SIMPLE SUMMARY: Triple-negative breast cancer (TNBC) has a high recurrence rate and metastasis rate, and the prognosis for patients is poor. Identifying novel treatment avenues for TNBC is crucial for the treatment and prognosis of TNBC patients. Deubiquitinase deficiency is associated with the occurrence and progression of several diseases, including cancer. As a member of deubiquitinase, ubiquitin-specific peptidase 53 (USP53) is essential for the development of tumors such as hepatocellular carcinoma and renal clear cell carcinoma. However, the precise function of USP53 in TNBC remains unknown. Our study has identified USP53 as a molecular target that mediates the progression of TNBC. This not only deepens our understanding of the tumorigenesis and development of TNBC, but also provides new potential therapeutic targets for TNBC patients. ABSTRACT: Breast cancer (BC) ranks in the top five malignant tumors in terms of morbidity and mortality rates. Among BC subtypes, TNBC has a high recurrence rate and metastasis rate and the worst prognosis. However, the exact mechanism by which TNBC develops is unclear. Here, we show that the deubiquitinase USP53 contributes to tumor growth and metastasis in TNBC. USP53 is overexpressed in TNBC, and this phenotype is linked to a poor prognosis.

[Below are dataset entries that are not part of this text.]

#![allow(non_snake_case)]

// Sparse LDLᵀ factorization of symmetric quasidefinite matrices in
// upper triangular CSC storage.   No pivoting: quasidefiniteness of the
// regularized polishing KKT system guarantees a factorization exists.
// AMD is applied for fill reduction.

use crate::algebra::*;
use std::cmp::{max, min};
use std::iter::zip;
use thiserror::Error;

/// Error type returned by the LDL factorization used in polishing.
#[derive(Error, Debug)]
pub enum LdlError {
    #[error("Matrix must be square and upper triangular")]
    BadMatrix,
    #[error("Matrix has a structurally empty column")]
    EmptyColumn,
    #[error("Matrix factorization produced a zero pivot")]
    ZeroPivot,
    #[error("Fill reducing ordering failed")]
    OrderingFailure,
}

pub(crate) struct LdlFactorization<T> {
    // fill-reducing permutation
    perm: Vec<usize>,
    // unit lower triangular factor
    L: CscMatrix<T>,
    // inverse of the diagonal D in A = LDLᵀ
    Dinv: Vec<T>,
    // permutation scratch for solves
    work: Vec<T>,
}

impl<T> LdlFactorization<T>
where
    T: FloatT,
{
    pub fn new(K: &CscMatrix<T>) -> Result<Self, LdlError> {
        if !K.is_square() || !K.is_triu() {
            return Err(LdlError::BadMatrix);
        }
        // every column must have at least one structural entry.   The
        // polishing KKT assembly guarantees a full diagonal.
        if !K.colptr.windows(2).all(|c| c[0] < c[1]) {
            return Err(LdlError::EmptyColumn);
        }

        let n = K.ncols();

        // AMD fill-reducing ordering, then the permuted triu matrix
        let control = amd::Control::default();
        let (perm, iperm, _info) = amd::order(n, &K.colptr, &K.rowval, &control)
            .map_err(|_| LdlError::OrderingFailure)?;
        let Kperm = _permute_symmetric(K, &iperm);

        // symbolic analysis: elimination tree and column counts of L
        let mut etree = vec![0usize; n];
        let mut Lnz = vec![0usize; n];
        let mut iwork = vec![0usize; n];
        _etree(n, &Kperm.colptr, &Kperm.rowval, &mut iwork, &mut Lnz, &mut etree);

        let nnzL = Lnz.iter().sum();
        let mut L = CscMatrix::spalloc(n, n, nnzL);
        let mut Dinv = vec![T::zero(); n];

        _factor(&Kperm, &mut L, &mut Dinv, &Lnz, &etree)?;

        Ok(Self {
            perm,
            L,
            Dinv,
            work: vec![T::zero(); n],
        })
    }

    // Solves Kx = b using the LDL factors, with x replacing b
    pub fn solve(&mut self, b: &mut [T]) {
        assert_eq!(b.len(), self.Dinv.len());

        let x = &mut self.work;
        _permute(x, b, &self.perm);

        _lsolve(&self.L, x);
        x.hadamard(&self.Dinv);
        _ltsolve(&self.L, x);

        _ipermute(b, x, &self.perm);
    }
}

// Compute the elimination tree and L column counts for a
// quasidefinite matrix in (permuted) triu CSC form.
fn _etree(
    n: usize,
    Ap: &[usize],
    Ai: &[usize],
    work: &mut [usize],
    Lnz: &mut [usize],
    etree: &mut [usize],
) {
    const UNKNOWN: usize = usize::MAX;

    work.fill(0);
    Lnz.fill(0);
    etree.fill(UNKNOWN);

    for j in 0..n {
        work[j] = j;
        for istart in Ai.iter().take(Ap[j + 1]).skip(Ap[j]) {
            let mut i = *istart;
            if i == j {
                continue;
            }
            while work[i] != j {
                if etree[i] == UNKNOWN {
                    etree[i] = j;
                }
                Lnz[i] += 1; // nonzeros in this column
                work[i] = j;
                i = etree[i];
            }
        }
    }
}

// Numeric factorization.   For each row k we solve
// y = L(0:k-1, 0:k-1) \ b with b the kth column of A above the
// diagonal; y scaled by D⁻¹ is then the kth row of L.
fn _factor<T: FloatT>(
    A: &CscMatrix<T>,
    L: &mut CscMatrix<T>,
    Dinv: &mut [T],
    Lnz: &[usize],
    etree: &[usize],
) -> Result<(), LdlError> {
    const UNKNOWN: usize = usize::MAX;

    let n = A.n;
    if n == 0 {
        return Ok(());
    }

    let (Ap, Ai, Ax) = (&A.colptr, &A.rowval, &A.nzval);

    //set L.colptr to cumsum(Lnz), starting from zero
    L.colptr[0] = 0;
    let mut acc = 0;
    for (Lp, Lnz) in zip(&mut L.colptr[1..], Lnz) {
        *Lp = acc + Lnz;
        acc = *Lp;
    }

    let mut D = vec![T::zero(); n];
    let mut y_vals = vec![T::zero(); n];
    let mut y_markers = vec![false; n];
    let mut y_idx = vec![0usize; n];
    let mut elim_buffer = vec![0usize; n];

    // next available space in each column of L
    let mut next_colspace: Vec<usize> = L.colptr[0..n].to_vec();

    // first diagonal entry.  The first column of a triu matrix can
    // only hold the (0,0) element.
    D[0] = Ax[0];
    if D[0] == T::zero() {
        return Err(LdlError::ZeroPivot);
    }
    Dinv[0] = T::recip(D[0]);

    for k in 1..n {
        // mark where nonzeros land in the kth row of L by walking the
        // elimination tree from each entry of the sparse RHS
        let mut nnz_y = 0;

        for i in Ap[k]..Ap[k + 1] {
            let bidx = Ai[i];

            // the diagonal element seeds D[k] and takes no part in
            // the elimination
            if bidx == k {
                D[k] = Ax[i];
                continue;
            }

            y_vals[bidx] = Ax[i];

            if !y_markers[bidx] {
                y_markers[bidx] = true;
                elim_buffer[0] = bidx;
                let mut nnz_e = 1;

                let mut next_idx = etree[bidx];
                while next_idx != UNKNOWN && next_idx < k {
                    if y_markers[next_idx] {
                        break;
                    }
                    y_markers[next_idx] = true;
                    elim_buffer[nnz_e] = next_idx;
                    next_idx = etree[next_idx];
                    nnz_e += 1;
                }

                // append the eliminated path in reverse order
                while nnz_e != 0 {
                    nnz_e -= 1;
                    y_idx[nnz_y] = elim_buffer[nnz_e];
                    nnz_y += 1;
                }
            }
        }

        // numeric elimination over the marked columns
        for i in (0..nnz_y).rev() {
            let cidx = y_idx[i];
            let tmp_idx = next_colspace[cidx];
            let y_vals_cidx = y_vals[cidx];

            for j in L.colptr[cidx]..tmp_idx {
                y_vals[L.rowval[j]] -= L.nzval[j] * y_vals_cidx;
            }

            // the cidxth element of y = L\b, scaled into this row of L
            L.nzval[tmp_idx] = y_vals_cidx * Dinv[cidx];
            L.rowval[tmp_idx] = k;
            D[k] -= y_vals_cidx * L.nzval[tmp_idx];

            next_colspace[cidx] += 1;

            // reset scratch for this column
            y_vals[cidx] = T::zero();
            y_markers[cidx] = false;
        }

        if D[k] == T::zero() {
            return Err(LdlError::ZeroPivot);
        }
        Dinv[k] = T::recip(D[k]);
    }

    Ok(())
}

// Solves (L+I)x = b, with x replacing b
fn _lsolve<T: FloatT>(L: &CscMatrix<T>, x: &mut [T]) {
    for i in 0..x.len() {
        let xi = x[i];
        for j in L.colptr[i]..L.colptr[i + 1] {
            x[L.rowval[j]] -= L.nzval[j] * xi;
        }
    }
}

// Solves (L+I)ᵀx = b, with x replacing b
fn _ltsolve<T: FloatT>(L: &CscMatrix<T>, x: &mut [T]) {
    for i in (0..x.len()).rev() {
        let mut s = T::zero();
        for j in L.colptr[i]..L.colptr[i + 1] {
            s += L.nzval[j] * x[L.rowval[j]];
        }
        x[i] -= s;
    }
}

// permutation and inverse permutation applications,
// with no memory allocation
fn _permute<T: Copy>(x: &mut [T], b: &[T], p: &[usize]) {
    zip(p, x).for_each(|(p, x)| *x = b[*p]);
}

fn _ipermute<T: Copy>(x: &mut [T], b: &[T], p: &[usize]) {
    zip(p, b).for_each(|(p, b)| x[*p] = *b);
}

// Given a sparse symmetric matrix `A` (with only upper triangular
// entries), return the permuted sparse symmetric matrix `P` (also in
// triu form) given the inverse permutation vector `iperm`.
// NB: columns of the result are not sorted by row index, which the
// factorization does not require.
fn _permute_symmetric<T: FloatT>(A: &CscMatrix<T>, iperm: &[usize]) -> CscMatrix<T> {
    let n = A.ncols();
    let mut P = CscMatrix::<T>::spalloc(n, n, A.nnz());

    // 1. count the entries each column of P will receive
    let mut num_entries = vec![0; n];
    for colA in 0..n {
        let colP = iperm[colA];
        for rowA in A.rowval.iter().take(A.colptr[colA + 1]).skip(A.colptr[colA]) {
            let rowP = iperm[*rowA];
            num_entries[max(rowP, colP)] += 1;
        }
    }

    // 2. cumsum into the column pointer
    P.colptr[0] = 0;
    let mut acc = 0;
    for (Pckp1, ne) in zip(&mut P.colptr[1..], &num_entries) {
        *Pckp1 = acc + ne;
        acc = *Pckp1;
    }
    // reuse as a fill cursor per column
    num_entries.copy_from_slice(&P.colptr[0..n]);
    let mut cursor = num_entries;

    // 3. scatter entries into their permuted columns
    for colA in 0..n {
        let colP = iperm[colA];
        for idx in A.colptr[colA]..A.colptr[colA + 1] {
            let rowP = iperm[A.rowval[idx]];
            let col_idx = max(colP, rowP);

            let dest = cursor[col_idx];
            P.rowval[dest] = min(colP, rowP);
            P.nzval[dest] = A.nzval[idx];
            cursor[col_idx] += 1;
        }
    }

    P
}

#[cfg(test)]
mod test {
    use super::*;

    #[test]
    fn test_ldl_quasidefinite_2x2() {
        // K = [2 1; 1 -3] in triu form
        let K = CscMatrix::<f64>::new(2, 2, vec![0, 1, 3], vec![0, 0, 1], vec![2., 1., -3.]);

        let mut ldl = LdlFactorization::new(&K).unwrap();

        let mut b = vec![1., -2.];
        ldl.solve(&mut b);

        // exact solution of Kx = [1, -2]
        assert!((b[0] - 1. / 7.).abs() < 1e-12);
        assert!((b[1] - 5. / 7.).abs() < 1e-12);
    }

    #[test]
    fn test_ldl_larger_system() {
        // K = [4 1 0; 1 5 2; 0 2 -6] in triu form
        let K = CscMatrix::new(
            3,
            3,
            vec![0, 1, 3, 5],
            vec![0, 0, 1, 1, 2],
            vec![4., 1., 5., 2., -6.],
        );

        let mut ldl = LdlFactorization::new(&K).unwrap();

        let xref = vec![1., -2., 3.];
        // b = K * xref
        let mut b = vec![4. - 2., 1. - 10. + 6., -4. - 18.];
        ldl.solve(&mut b);

        assert!(b.norm_inf_diff(&xref) < 1e-12);
    }

    #[test]
    fn test_ldl_rejects_bad_matrix() {
        // lower triangular entries present
        let K = CscMatrix::new(2, 2, vec![0, 2, 3], vec![0, 1, 1], vec![2., 1., 3.]);
        assert!(LdlFactorization::new(&K).is_err());

        // empty column
        let K = CscMatrix::new(2, 2, vec![0, 1, 1], vec![0], vec![2.]);
        assert!(matches!(
            LdlFactorization::new(&K),
            Err(LdlError::EmptyColumn)
        ));
    }
}
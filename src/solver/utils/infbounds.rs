use crate::solver::utils::atomic::{AtomicF64, Ordering};
use lazy_static::lazy_static;

/// Constant indicating that an inequality bound is to be treated as infinite.
///
/// Bound entries at or beyond this value (or its negative) are treated as
/// infinite: they disable the corresponding side of the constraint
/// projection and are excluded from infeasibility certificates.   A custom
/// constant for this bound can be specified using [`set_infinity`].
///
/// Setting the infinity bound to a custom constant applies at module level.
pub const INFINITY_DEFAULT: f64 = 1e20;

lazy_static! {
    static ref INFINITY: AtomicF64 = AtomicF64::new(INFINITY_DEFAULT);
}

/// Revert the internal infinity bound to its default value.  The default is [`INFINITY_DEFAULT`]
///
/// See also: [`get_infinity`], [`set_infinity`]
pub fn default_infinity() {
    INFINITY.store(INFINITY_DEFAULT, Ordering::Relaxed);
}
/// Set the internal infinity bound to a new value.
///
/// See also: [`get_infinity`], [`default_infinity`]
pub fn set_infinity(v: f64) {
    INFINITY.store(v, Ordering::Relaxed);
}
/// Get the current value of the internal infinity bound.
///
/// See also: [`set_infinity`], [`default_infinity`]
pub fn get_infinity() -> f64 {
    INFINITY.load(Ordering::Relaxed)
}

Functionally, USP53 promotes TNBC cell proliferation, migration, invasion, and epithelial–mesenchymal transition (EMT). More importantly, USP53 decreases the chemosensitivity of BC cells by enhancing v-crk sarcoma virus CT10 oncogene homologue (avian)-like (CRKL) expression. Mechanistically, USP53 directly binds CRKL to stabilize and deubiquitinate it, thereby preventing CRKL degradation. Overall, we discovered that USP53 deubiquitinates CRKL, encourages tumor development and metastasis, and reduces chemosensitivity in TNBC. These findings imply that USP53 might represent a new therapeutic target for the treatment of TNBC.